The Item Analysis procedure is a method of testing how reliable the questions are on a survey. The program uses Cronbach’s Alpha, the Pearson correlation matrix, and the scatter plot matrix to perform the item analysis. An example of the Item Analysis procedure is given below.
You have a four question survey that measures customer satisfaction. You want to know if the questions are reliable – do they all measure the same thing? The questions use the Likert Scale rating of 1 to 5, with 5 representing the highest satisfaction. You would expect a customer who is satisfied to rate the four questions similarly. The results from 25 customers are shown in the table below.
1. Enter the results in a worksheet as shown below. The data can be downloaded at this link. The data must be in adjacent columns. The first cell in each column range must contain the item name. Each row represents the response of one person for the item.
2. Select all the data in the table above including the headings.
3. Select “Misc. Tools” from the “Statistical Tools” panel on the SPC for Excel ribbon.
4. Select the “Item Analysis” option and then OK.
- Range Containing Data: enter the range containing the data and headings; default is the range selected on the worksheet.
- Include Scatter Plot Matrix: check to generate the scatter plots; default is “Yes.”
- Select OK to generate the results.
- Select Cancel to end the program.
Item Analysis Output
There is at least one worksheet added to your workbook. This one gives the numerical results. If you selected the Scatter Plot Matrix option, a second sheet with the scatter plot matrix results is added.
The output for the example data are shown in the table below.

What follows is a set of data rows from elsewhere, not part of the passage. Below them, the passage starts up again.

//! ldk-config
//!
//! The Settings collaborator: defaults, layered loading, corrupted-file
//! recovery, atomic save and the wall-clock zone.
//!
//! # Recovery rules
//!
//! - Missing file: defaults are written (atomically) and returned.
//! - Unparseable file: it is renamed to `<file>.bak_<YYYYMMDD_HHMMSS>`,
//!   defaults are written and returned. Never fatal.
//! - Unknown keys: reported as a warning, never fatal.

use anyhow::{Context, Result};
use chrono::NaiveTime;
use ldk_schemas::ValidationError;
use serde::{Deserialize, Serialize};
use serde_json::Value;
use std::fs;
use std::io::ErrorKind;
use std::path::{Path, PathBuf};
use tracing::{info, warn};

mod layering;
mod zone;

pub use layering::{report_unused_keys, UnusedKeyReport, CONSUMED_POINTERS};
pub use zone::LocalZone;

pub const ENV_SETTINGS_PATH: &str = "LDK_SETTINGS_PATH";
pub const DEFAULT_SETTINGS_FILE: &str = "settings.yaml";

pub const STALENESS_DAYS_MIN: i64 = 1;
pub const STALENESS_DAYS_MAX: i64 = 60;

// ---------------------------------------------------------------------------
// Settings
// ---------------------------------------------------------------------------

#[derive(Debug, Clone, PartialEq, Serialize, Deserialize)]
pub struct Settings {
    pub meridian_reminder_enabled: bool,
    /// Weekdays, 0 = Monday .. 6 = Sunday. Out-of-range entries are
    /// dropped on load instead of failing the whole file.
    #[serde(deserialize_with = "lenient_weekdays")]
    pub meridian_days: Vec<u8>,
    /// "HH:MM", compared verbatim against the wall clock.
    pub meridian_time: String,
    pub mkl_reminder_enabled: bool,
    pub mkl_staleness_days: i64,
    pub mkl_time: String,
    pub export_directory: PathBuf,
    /// "local" or an IANA zone name.
    pub timezone: String,
    pub sound: SoundSettings,
}

#[derive(Debug, Clone, Copy, PartialEq, Eq, Serialize, Deserialize)]
#[serde(rename_all = "snake_case")]
pub enum SoundMode {
    Alias,
    File,
}

#[derive(Debug, Clone, PartialEq, Eq, Serialize, Deserialize)]
pub struct SoundSettings {
    pub enabled: bool,
    pub mode: SoundMode,
    pub alias: String,
    pub file: String,
}

impl Default for Settings {
    fn default() -> Self {
        Self {
            meridian_reminder_enabled: false,
            meridian_days: Vec::new(),
            meridian_time: "09:00".to_string(),
            mkl_reminder_enabled: false,
            mkl_staleness_days: 3,
            mkl_time: "09:00".to_string(),
            export_directory: user_desktop_path(),
            timezone: "local".to_string(),
            sound: SoundSettings {
                enabled: true,
                mode: SoundMode::Alias,
                alias: "SystemAsterisk".to_string(),
                file: String::new(),
            },
        }
    }
}

impl Settings {
    pub fn zone(&self) -> LocalZone {
        LocalZone::parse(&self.timezone)
    }

    /// Bring loaded values into their documented ranges. Lenient: used on
    /// load, where a hand-edited file must never be fatal.
    pub fn sanitize(mut self) -> Self {
        let clamped = self
            .mkl_staleness_days
            .clamp(STALENESS_DAYS_MIN, STALENESS_DAYS_MAX);
        if clamped != self.mkl_staleness_days {
            warn!(
                from = self.mkl_staleness_days,
                to = clamped,
                "mkl_staleness_days out of range; clamped"
            );
            self.mkl_staleness_days = clamped;
        }

        let mut days: Vec<u8> = self.meridian_days.iter().copied().filter(|d| *d <= 6).collect();
        days.sort_unstable();
        days.dedup();
        self.meridian_days = days;

        for (key, t) in [("meridian_time", &self.meridian_time), ("mkl_time", &self.mkl_time)] {
            if parse_trigger_time(t).is_none() {
                warn!(key, value = %t, "trigger time is not HH:MM; that reminder will never fire");
            }
        }
        self
    }

    /// Strict check for settings submitted by the UI.
    pub fn validate(self) -> Result<Self, ValidationError> {
        for t in [&self.meridian_time, &self.mkl_time] {
            if parse_trigger_time(t).is_none() {
                return Err(ValidationError::BadTriggerTime(t.clone()));
            }
        }
        Ok(self.sanitize())
    }
}

fn lenient_weekdays<'de, D>(de: D) -> std::result::Result<Vec<u8>, D::Error>
where
    D: serde::Deserializer<'de>,
{
    let raw = Vec::<i64>::deserialize(de)?;
    let mut days = Vec::with_capacity(raw.len());
    for d in raw {
        match u8::try_from(d).ok().filter(|d| *d <= 6) {
            Some(day) => days.push(day),
            None => warn!(day = d, "meridian_days entry out of range; dropped"),
        }
    }
    Ok(days)
}

/// `Some` for a well-formed zero-padded "HH:MM".
pub fn parse_trigger_time(s: &str) -> Option<NaiveTime> {
    let t = s.trim();
    if t.len() != 5 {
        return None;
    }
    NaiveTime::parse_from_str(t, "%H:%M").ok()
}

/// Desktop on Windows/macOS, working directory elsewhere.
pub fn user_desktop_path() -> PathBuf {
    let cwd = std::env::current_dir().unwrap_or_else(|_| PathBuf::from("."));
    if cfg!(any(target_os = "windows", target_os = "macos")) {
        let home = std::env::var_os("USERPROFILE").or_else(|| std::env::var_os("HOME"));
        if let Some(h) = home {
            return PathBuf::from(h).join("Desktop");
        }
    }
    cwd
}

pub fn settings_path_from_env() -> PathBuf {
    std::env::var_os(ENV_SETTINGS_PATH)
        .map(PathBuf::from)
        .unwrap_or_else(|| PathBuf::from(DEFAULT_SETTINGS_FILE))
}

// ---------------------------------------------------------------------------
// Loading
// ---------------------------------------------------------------------------

#[derive(Debug, Clone, PartialEq, Eq)]
pub enum LoadOutcome {
    /// File existed and parsed.
    Loaded,
    /// File was missing; defaults were written.
    Created,
    /// File was corrupt; it was moved aside and defaults were written.
    Recovered { backup: PathBuf },
}

#[derive(Debug, Clone)]
pub struct LoadedSettings {
    pub settings: Settings,
    pub settings_hash: String,
    pub canonical_json: String,
    pub unused: UnusedKeyReport,
    pub outcome: LoadOutcome,
}

fn defaults_document() -> Result<Value> {
    serde_json::to_value(Settings::default()).context("serialize default settings failed")
}

/// Layer YAML/JSON documents over the defaults. Fails on unparseable input
/// or ill-typed values; callers decide whether that is recoverable.
pub fn load_settings_from_strings(docs: &[&str]) -> Result<LoadedSettings> {
    let merged = layering::merge_yaml_layers(defaults_document()?, docs)?;
    let unused = report_unused_keys(&merged);

    let settings: Settings =
        serde_json::from_value(merged.clone()).context("settings have the wrong shape")?;
    let settings = settings.sanitize();

    let canonical_json = layering::canonicalize_json(&serde_json::to_value(&settings)?)?;
    let settings_hash = layering::sha256_hex(canonical_json.as_bytes());

    Ok(LoadedSettings {
        settings,
        settings_hash,
        canonical_json,
        unused,
        outcome: LoadOutcome::Loaded,
    })
}

/// Load the settings file, creating or recovering it as needed.
///
/// Only an unreadable (not missing, not corrupt) file is an error.
pub fn load_or_init(path: &Path) -> Result<LoadedSettings> {
    let raw = match fs::read_to_string(path) {
        Ok(raw) => Some(raw),
        Err(e) if e.kind() == ErrorKind::NotFound => None,
        Err(e) => {
            return Err(anyhow::Error::new(e))
                .with_context(|| format!("failed to read settings: {}", path.display()))
        }
    };

    let Some(raw) = raw else {
        let mut loaded = load_settings_from_strings(&[])?;
        persist_defaults(path, &loaded.settings);
        loaded.outcome = LoadOutcome::Created;
        info!(path = %path.display(), "settings file created with defaults");
        return Ok(loaded);
    };

    match load_settings_from_strings(&[raw.as_str()]) {
        Ok(loaded) => {
            if !loaded.unused.is_clean() {
                warn!(
                    keys = ?loaded.unused.unused_leaf_pointers,
                    "settings contain keys nothing reads"
                );
            }
            info!(path = %path.display(), settings_hash = %loaded.settings_hash, "settings loaded");
            Ok(loaded)
        }
        Err(err) => {
            let backup = backup_path(path);
            warn!(
                path = %path.display(),
                backup = %backup.display(),
                error = %format!("{err:#}"),
                "settings file corrupt; moving aside and using defaults"
            );
            if let Err(e) = fs::rename(path, &backup) {
                warn!(error = %e, "could not move corrupt settings aside");
            }
            let mut loaded = load_settings_from_strings(&[])?;
            persist_defaults(path, &loaded.settings);
            loaded.outcome = LoadOutcome::Recovered { backup };
            Ok(loaded)
        }
    }
}

fn persist_defaults(path: &Path, settings: &Settings) {
    if let Err(e) = save_settings(path, settings) {
        warn!(path = %path.display(), error = %format!("{e:#}"), "could not write default settings");
    }
}

fn backup_path(path: &Path) -> PathBuf {
    let stamp = chrono::Local::now().format("%Y%m%d_%H%M%S");
    let mut name = path.as_os_str().to_owned();
    name.push(format!(".bak_{stamp}"));
    PathBuf::from(name)
}

/// Atomic save: write `<file>.tmp`, then rename over the target.
pub fn save_settings(path: &Path, settings: &Settings) -> Result<()> {
    if let Some(parent) = path.parent().filter(|p| !p.as_os_str().is_empty()) {
        fs::create_dir_all(parent)
            .with_context(|| format!("create settings dir failed: {}", parent.display()))?;
    }
    let yaml = serde_yaml::to_string(settings).context("serialize settings failed")?;

    let mut tmp = path.as_os_str().to_owned();
    tmp.push(".tmp");
    let tmp = PathBuf::from(tmp);

    fs::write(&tmp, yaml).with_context(|| format!("write settings failed: {}", tmp.display()))?;
    fs::rename(&tmp, path)
        .with_context(|| format!("replace settings failed: {}", path.display()))?;
    Ok(())
}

This portion of the worksheet provides the summary statistics for each item (question in this example). The number (count), the mean, the standard deviation and variance are given. Cronbach’s alpha for all the results is then given. This single number is an indication of how well a set of items (or questions) measure a certain characteristic (like customer satisfaction). Cronbach’s alpha varies between 0 and 1 (although negative values are possible but have no meaning). Values of 0.7 are considered acceptable. In this example, the overall Cronbach alpha is 0.793 – which appears acceptable but you need to look at the Omitted Item Statistics.
Omitted Item Statistics
This portion of the worksheet gives the results when each item is removed from the data set. The “adjusted” mean, standard deviation and variance are the results when that item is not in the data. There are three additional calculations in this portion of the worksheet:
- Item Adj. Total Corr: This is the correlation between the scores of one omitted item and the total score of all other items. If one item has a much lower value than the others, then it may not be measuring what the rest of the items are. Question 4 has a low Item Adj. Total Correlation when compared to the other three.
- Squared Multiple Corr – This is the R Squared value when the omitted item is regressed on the remaining items. If one item has a much lower value than the others, then it may not be measuring what the rest of the items are. Question 4 has a lower R Squared value when compared to the other three.
- Cronbach’s Alpha – Calculated after an item is omitted from the analysis. When question 4 is omitted, the value of Cronbach’s alpha increases significantly. This indicates that question 4 is not reliable and should be removed from the analysis.
This portion of the worksheet measures the inter-item correlation coefficient (R). The items should be highly correlated if they are measuring the same characteristic. Values close to 1 represent highly correlated values. The probability of the correlation being significant is also given. If the probability is less than 0.05, the probability is in red. This means that there is statistically significant correlation between the two items. As a rule of thumb, if the probability is greater than 0.20, there is not a correlation between the two items. Values between 0.05 and 0.20 need more data before a conclusion can be reached. Question 4 does not correlate with any other results; again this indicates that question 4 is not reliable.
If the scatter plot matrix option was selected, the scatter plots for each pair of items is generated. This provides a visual picture of the results in the correlation table. The results for this example are shown below. Each scatter chart contains the best fit line and value of squared. You can see that the best fit lines for those charts involving Question 4 are not as steep as the others – indicating a lack of correlation.